- **WHAT IS REQUIRED**:
Retype each line of the listing below, from the first through the one holding "becomes the failure", with no other lines.

>>>>

//! influxd subprocess execution
//!
//! A run moves through [`ProcessState`]: it is spawned, its output is
//! streamed to the log, and it terminates. Any output on stderr is treated as
//! fatal: the child is killed at once and the stderr text becomes the failure
//! reason, taking precedence over the exit code.

use std::fmt::Display;
use std::path::{Path, PathBuf};
use std::process::Stdio;

use async_trait::async_trait;
use tokio::io::AsyncReadExt;
use tokio::process::Command;
use tracing::{debug, info, warn};

use crate::errors::{BackupError, Result};

const READ_CHUNK: usize = 8 * 1024;

/// Executes one external command to completion
#[async_trait]
pub trait ProcessRunner: Send + Sync {
    async fn run(&self, working_dir: &Path, args: &[String]) -> Result<()>;
}

#[derive(Debug, Clone, PartialEq, Eq)]
pub enum ProcessState {
    Idle,
    Spawned,
    /// stderr output was seen and the child was told to exit
    Killed,
    Terminated,
}

/// Bookkeeping for a single run, independent of how the child is driven
#[derive(Debug)]
pub struct ProcessLifecycle {
    state: ProcessState,
    failure: Option<String>,
}

impl Default for ProcessLifecycle {
    fn default() -> Self {
        Self::new()
    }
}

impl ProcessLifecycle {
    pub fn new() -> Self {
        Self {
            state: ProcessState::Idle,
            failure: None,
        }
    }

    pub fn state(&self) -> &ProcessState {
        &self.state
    }

    pub fn failure(&self) -> Option<&str> {
        self.failure.as_deref()
    }

    pub fn spawned(&mut self) {
        self.state = ProcessState::Spawned;
    }

    /// Record a chunk of stderr. Returns true when the child must be killed.
    pub fn stderr(&mut self, text: &str) -> bool {
        if self.state != ProcessState::Spawned {
            return false;
        }
        self.state = ProcessState::Killed;
        let trimmed = text.trim_end();
        self.failure = Some(if trimmed.is_empty() { text } else { trimmed }.to_string());
        true
    }

    /// Record a process level error (spawn failure, wait failure)
    pub fn error(&mut self, err: impl Display) {
        if self.failure.is_none() {
            self.failure = Some(err.to_string());
        }
    }

    /// Interpret the exit code and settle the run
    pub fn terminated(&mut self, code: Option<i32>) -> Result<()> {
        self.state = ProcessState::Terminated;
        match (code, self.failure.take()) {
            (Some(0), None) => Ok(()),
            (_, Some(reason)) => Err(BackupError::Subprocess(reason)),
            (Some(code), None) => Err(BackupError::Subprocess(format!(
                "exited with code {}",
                code
            ))),
            (None, None) => Err(BackupError::Subprocess("terminated by signal".into())),
        }
    }
}

/// Runs the influxd binary as a child process
#[derive(Debug, Clone)]
pub struct InfluxdRunner {
    binary: PathBuf,
}

impl InfluxdRunner {
    pub fn new(binary: impl Into<PathBuf>) -> Self {
        Self {
            binary: binary.into(),
        }
    }

    pub fn binary(&self) -> &Path {
        &self.binary
    }
}

#[async_trait]
impl ProcessRunner for InfluxdRunner {
    async fn run(&self, working_dir: &Path, args: &[String]) -> Result<()> {
        let mut lifecycle = ProcessLifecycle::new();

        let mut command = Command::new(&self.binary);
        command
            .args(args)
            .current_dir(working_dir)
            .stdin(Stdio::null())
            .stdout(Stdio::piped())
            .stderr(Stdio::piped())
            .kill_on_drop(true);

        let mut child = match command.spawn() {
            Ok(child) => child,
            Err(e) => {
                warn!("Failed to spawn {}: {}", self.binary.display(), e);
                lifecycle.error(format!("failed to spawn {}: {}", self.binary.display(), e));
                return lifecycle.terminated(None);
            }
        };
        lifecycle.spawned();
        info!(
            "influxd command started: {} {}",
            self.binary.display(),
            args.join(" ")
        );

        let (mut stdout, mut stderr) = match (child.stdout.take(), child.stderr.take()) {
            (Some(stdout), Some(stderr)) => (stdout, stderr),
            _ => {
                let _ = child.start_kill();
                return Err(BackupError::Internal("child output not captured".into()));
            }
        };

        let mut out_buf = vec![0u8; READ_CHUNK];
        let mut err_buf = vec![0u8; READ_CHUNK];
        let mut stdout_open = true;
        let mut stderr_open = true;

        // Settle after both pipes close so no stderr is missed. Once killed,
        // wait on the child alone: a grandchild may still hold the pipes.
        let code = loop {
            tokio::select! {
                read = stdout.read(&mut out_buf), if stdout_open => match read {
                    Ok(0) => stdout_open = false,
                    Ok(n) => debug!("{}", String::from_utf8_lossy(&out_buf[..n]).trim_end()),
                    Err(e) => {
                        warn!("Failed to read influxd stdout: {}", e);
                        stdout_open = false;
                    }
                },
                read = stderr.read(&mut err_buf), if stderr_open => match read {
                    Ok(0) => stderr_open = false,
                    Ok(n) => {
                        let text = String::from_utf8_lossy(&err_buf[..n]).into_owned();
                        warn!("influxd stderr: {}", text.trim_end());
                        if lifecycle.stderr(&text) {
                            if let Err(e) = child.start_kill() {
                                debug!("Kill after stderr failed: {}", e);
                            }
                        }
                    }
                    Err(e) => {
                        warn!("Failed to read influxd stderr: {}", e);
                        stderr_open = false;
                    }
                },
                status = child.wait(),
                    if (!stdout_open && !stderr_open) || *lifecycle.state() == ProcessState::Killed =>
                match status {
                    Ok(status) => break status.code(),
                    Err(e) => {
                        lifecycle.error(e);
                        break None;
                    }
                },
            }
        };

        info!("influxd command done (exit code {:?})", code);
        lifecycle.terminated(code)
    }
}

#[cfg(test)]
mod tests {
    use super::*;

    #[test]
    fn test_clean_exit_succeeds() {
        let mut lifecycle = ProcessLifecycle::new();
        lifecycle.spawned();
        assert!(lifecycle.terminated(Some(0)).is_ok());
        assert_eq!(lifecycle.state(), &ProcessState::Terminated);
    }

    #[test]
    fn test_nonzero_exit_reports_code() {
        let mut lifecycle = ProcessLifecycle::new();
        lifecycle.spawned();
        let err = lifecycle.terminated(Some(2)).unwrap_err();
        assert_eq!(err.to_string(), "influxd failed: exited with code 2");
    }

    #[test]
    fn test_first_stderr_chunk_wins() {
        let mut lifecycle = ProcessLifecycle::new();
        lifecycle.spawned();

        assert!(lifecycle.stderr("backup failed: shard 3\n"));
        assert_eq!(lifecycle.state(), &ProcessState::Killed);
        assert!(!lifecycle.stderr("second chunk"));
        lifecycle.error("broken pipe");

        match lifecycle.terminated(Some(-1)) {
            Err(BackupError::Subprocess(reason)) => assert_eq!(reason, "backup failed: shard 3"),
            other => panic!("unexpected outcome: {:?}", other),
        }
    }

    #[test]
    fn test_stderr_fails_even_on_zero_exit() {
        let mut lifecycle = ProcessLifecycle::new();
        lifecycle.spawned();
        lifecycle.stderr("warning");
        assert!(lifecycle.terminated(Some(0)).is_err());
    }

    #[test]
    fn test_signal_without_reason() {
        let mut lifecycle = ProcessLifecycle::new();
        lifecycle.spawned();
        let err = lifecycle.terminated(None).unwrap_err();
        assert!(err.to_string().contains("terminated by signal"));
    }

    #[cfg(unix)]
    mod unix {
        use super::*;
        use std::time::{Duration, Instant};
        use tempfile::TempDir;

        fn sh(script: &str) -> Vec<String> {
            vec!["-c".to_string(), script.to_string()]
        }

        #[tokio::test]
        async fn test_success_with_large_stdout() {
            let dir = TempDir::new().unwrap();
            let runner = InfluxdRunner::new("sh");
            runner
                .run(dir.path(), &sh("i=0; while [ $i -lt 5000 ]; do echo line $i; i=$((i+1)); done"))
                .await
                .unwrap();
        }

        #[tokio::test]
        async fn test_runs_in_working_directory() {
            let dir = TempDir::new().unwrap();
            let runner = InfluxdRunner::new("sh");
            runner.run(dir.path(), &sh("echo data > out.txt")).await.unwrap();
            assert!(dir.path().join("out.txt").exists());
        }

        #[tokio::test]
        async fn test_nonzero_exit() {
            let dir = TempDir::new().unwrap();
            let runner = InfluxdRunner::new("sh");
            let err = runner.run(dir.path(), &sh("exit 3")).await.unwrap_err();
            assert!(err.to_string().contains("exited with code 3"));
        }

        #[tokio::test]
        async fn test_stderr_kills_process() {
            let dir = TempDir::new().unwrap();
            let runner = InfluxdRunner::new("sh");
            let started = Instant::now();

            let err = runner
                .run(dir.path(), &sh("echo 'restore: database exists' >&2; exec sleep 30"))
                .await
                .unwrap_err();

            assert!(started.elapsed() < Duration::from_secs(20));
            match err {
                BackupError::Subprocess(reason) => assert_eq!(reason, "restore: database exists"),
                other => panic!("unexpected error: {:?}", other),
            }
        }

        #[tokio::test]
        async fn test_stderr_kill_ignores_inherited_pipes() {
            let dir = TempDir::new().unwrap();
            let runner = InfluxdRunner::new("sh");
            let started = Instant::now();

            // The background sleep keeps stdout and stderr open after sh is killed
            let err = runner
                .run(dir.path(), &sh("sleep 30 & echo 'shard disabled' >&2; sleep 30"))
                .await
                .unwrap_err();

            assert!(started.elapsed() < Duration::from_secs(20));
            match err {
                BackupError::Subprocess(reason) => assert_eq!(reason, "shard disabled"),
                other => panic!("unexpected error: {:?}", other),
            }
        }

        #[tokio::test]
        async fn test_missing_binary() {
            let dir = TempDir::new().unwrap();
            let runner = InfluxdRunner::new("/nonexistent/influxd");
            let err = runner.run(dir.path(), &sh("true")).await.unwrap_err();
            assert!(matches!(err, BackupError::Subprocess(_)));
            assert!(err.to_string().contains("failed to spawn"));
        }
    }
}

<<<<

- **ANSWER SPACE**:
//! influxd subprocess execution
//!
//! A run moves through [`ProcessState`]: it is spawned, its output is
//! streamed to the log, and it terminates. Any output on stderr is treated as
//! fatal: the child is killed at once and the stderr text becomes the failure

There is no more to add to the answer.